PRINGLE – The West Side Career & Technology Center will open for the school year with no sports, no recruitment program and no in-school suspension monitor, but it will at least open, if the latest version of the school’s final budget is approved.
The school’s joint operating committee voted 13-2 Tuesday to pass the $6.08 million spending plan that saves the school $191,598 by suspending the school’s sports programs, eliminating the 2-year-old recruiting program and redistributing the duties of the in-school suspension monitor to other staff. The sports and recruiting programs had been sticking points in previous attempts to pass a budget when the school’s entire operating board was convened last week for the first time in decades.
The budget will now be sent by ballot to the full operating board. The committee voted to send it by certified mail and require a reply by July 26.
The joint operating committee is composed of three members from each of the Dallas, Lake-Lehman, Wyoming Valley West, Northwest Area and Wyoming Area school boards. The joint operating board is made up of all nine directors from each of those districts, all of which send students to the tech school.
Joint operating committee members said the new budget represented an effort at compromise that was necessary because without it, the school can’t legally spend money and would be forced to close.

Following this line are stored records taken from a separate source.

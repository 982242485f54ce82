//! Configuration for the REST AUP plugin.

use serde::{Deserialize, Serialize};

/// Plugin configuration.
#[derive(Debug, Clone, Serialize, Deserialize)]
#[serde(default, deny_unknown_fields)]
pub struct RestAupPluginConfig {
    /// Root of the policy endpoints, without a trailing slash.
    pub base_url: String,

    /// Per-request timeout.
    pub timeout_ms: u64,
}

impl Default for RestAupPluginConfig {
    fn default() -> Self {
        Self {
            base_url: "http://localhost:5544/aup".to_owned(),
            timeout_ms: 2_000,
        }
    }
}
//! Registered services and attribute release.

use regex::Regex;
use serde::{Deserialize, Serialize};
use sso_engine_sdk::{Attributes, surrogate_attributes};

use crate::config::RegisteredServiceConfig;
use crate::domain::error::DomainError;

/// Which attributes of a principal are released.
#[derive(Debug, Clone, Default, PartialEq, Eq, Serialize, Deserialize)]
#[serde(tag = "type", rename_all = "snake_case")]
pub enum AttributeReleaseConfig {
    #[default]
    ReturnAll,
    ReturnNone,
    /// Only the listed attributes.
    ReturnAllowed { allowed: Vec<String> },
    /// Everything except the listed attributes.
    ReturnAllExcept { denied: Vec<String> },
}

impl AttributeReleaseConfig {
    #[must_use]
    pub fn apply(&self, attributes: &Attributes) -> Attributes {
        let mut released = attributes.clone();
        match self {
            Self::ReturnAll => {}
            Self::ReturnNone => released.retain(|_| false),
            Self::ReturnAllowed { allowed } => {
                released.retain(|name| allowed.iter().any(|a| a == name));
            }
            Self::ReturnAllExcept { denied } => {
                released.retain(|name| !denied.iter().any(|d| d == name));
            }
        }
        released
    }
}

#[derive(Debug, Clone)]
pub struct RegisteredService {
    pub id: u64,
    pub name: String,
    pub attribute_release: AttributeReleaseConfig,
    pattern: Regex,
}

impl RegisteredService {
    /// Whole-string match of the service URL.
    #[must_use]
    pub fn matches(&self, service: &str) -> bool {
        self.pattern.is_match(service)
    }
}

/// Registered services in evaluation order.
#[derive(Debug, Clone, Default)]
pub struct ServiceRegistry {
    services: Vec<RegisteredService>,
}

impl ServiceRegistry {
    pub fn from_config(configs: &[RegisteredServiceConfig]) -> Result<Self, DomainError> {
        let mut services = Vec::with_capacity(configs.len());
        for cfg in configs {
            if services.iter().any(|s: &RegisteredService| s.id == cfg.id) {
                return Err(DomainError::validation(format!(
                    "duplicate registered service id {}",
                    cfg.id
                )));
            }
            let pattern = Regex::new(&format!("^(?:{})$", cfg.service_id)).map_err(|e| {
                DomainError::validation(format!(
                    "invalid serviceId pattern for service {}: {e}",
                    cfg.id
                ))
            })?;
            services.push(RegisteredService {
                id: cfg.id,
                name: cfg.name.clone(),
                attribute_release: cfg.attribute_release.clone(),
                pattern,
            });
        }
        services.sort_by_key(|s| s.id);
        Ok(Self { services })
    }

    /// First registered service matching the URL.
    #[must_use]
    pub fn find(&self, service: &str) -> Option<&RegisteredService> {
        self.services.iter().find(|s| s.matches(service))
    }

    #[must_use]
    pub fn is_registered(&self, service: &str) -> bool {
        self.find(service).is_some()
    }

    #[must_use]
    pub fn len(&self) -> usize {
        self.services.len()
    }

    #[must_use]
    pub fn is_empty(&self) -> bool {
        self.services.is_empty()
    }

    /// Attributes released to a service. Unregistered services get
    /// everything. Surrogate attributes are never filtered out.
    #[must_use]
    pub fn release_attributes(&self, service: &str, attributes: &Attributes) -> Attributes {
        let Some(registered) = self.find(service) else {
            return attributes.clone();
        };
        let mut released = registered.attribute_release.apply(attributes);
        for name in surrogate_attributes::ALL {
            if let Some(values) = attributes.get(name) {
                released.insert(name, values.clone());
            }
        }
        released
    }
}
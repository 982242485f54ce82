//! Public API trait for the SSO engine.
//!
//! Relying services running in-process use this trait to redeem service
//! tickets. Out-of-process services use the `serviceValidate` HTTP endpoint,
//! which is backed by the same implementation.

use async_trait::async_trait;

use crate::error::SsoError;
use crate::models::ServiceValidation;

/// Public API trait for service ticket validation.
///
/// ```ignore
/// let validator: Arc<dyn ServiceTicketValidatorClient> = engine.validator_client();
///
/// match validator.validate(&ticket, "https://app.example.org").await {
///     Ok(validation) => grant(validation.user),
///     Err(SsoError::TicketAlreadyConsumed(_)) => audit_replay(),
///     Err(e) => reject(e.code()),
/// }
/// ```
#[async_trait]
pub trait ServiceTicketValidatorClient: Send + Sync {
    /// Redeem a service ticket for the given service.
    ///
    /// A ticket validates successfully at most once. Every later attempt
    /// fails with [`SsoError::TicketAlreadyConsumed`].
    ///
    /// # Errors
    ///
    /// - `TicketNotFound` if the ticket is unknown or was revoked by logout
    /// - `TicketAlreadyConsumed` if the ticket was already redeemed
    /// - `TicketExpired` if the ticket outlived its timeout
    /// - `ServiceMismatch` if the ticket was issued for another service
    /// - `StorageUnavailable` if the ticket store is not reachable
    async fn validate(&self, ticket: &str, service: &str)
    -> Result<ServiceValidation, SsoError>;
}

“I love sports also, but we’re in a situation here. We have to pass this budget,” said committee President Butch Rossi, adding that he thinks eliminating the recruiting program is a mistake. “But getting this budget passed so the kids are ready for the school year is the most important thing.”
Calling it a suspension of the sports program instead of an elimination of the five tech school sports means that the board will re-evaluate sports in February 2012 and consider adding them back if the funding situation permits, even as soon as the spring, Rossi said.
With sports at the school suspended, tech school students are eligible to go out for the teams in their sending districts, though committee members noted that not all would make the teams. Wyoming Valley West representative Gordon Dussinger urged his colleagues to ask their coaches and athletic directors to make every effort to include the tech athletes, while Dallas representative Karen Kile asked that the tech school’s athletic director work up a plan for intramural games for students who either don’t want to play for their home district or don’t make the team.
The change also has implications for the home districts, where the change in the population of student athletes could change the school’s Pennsylvania Interscholastic Athletic Association division. While the matter wasn’t discussed at the meeting, officials from at least one district said they anticipate their sports program will be affected.
Wyoming Area Superintendent Ray Bernardi and directors John Bolin, Dave Alberigi and John Marianacci said after the meeting that they expect their school will move from the AA to the AAA division after the PIAA checks the student population in the near future. They said there are pros and cons to that realignment.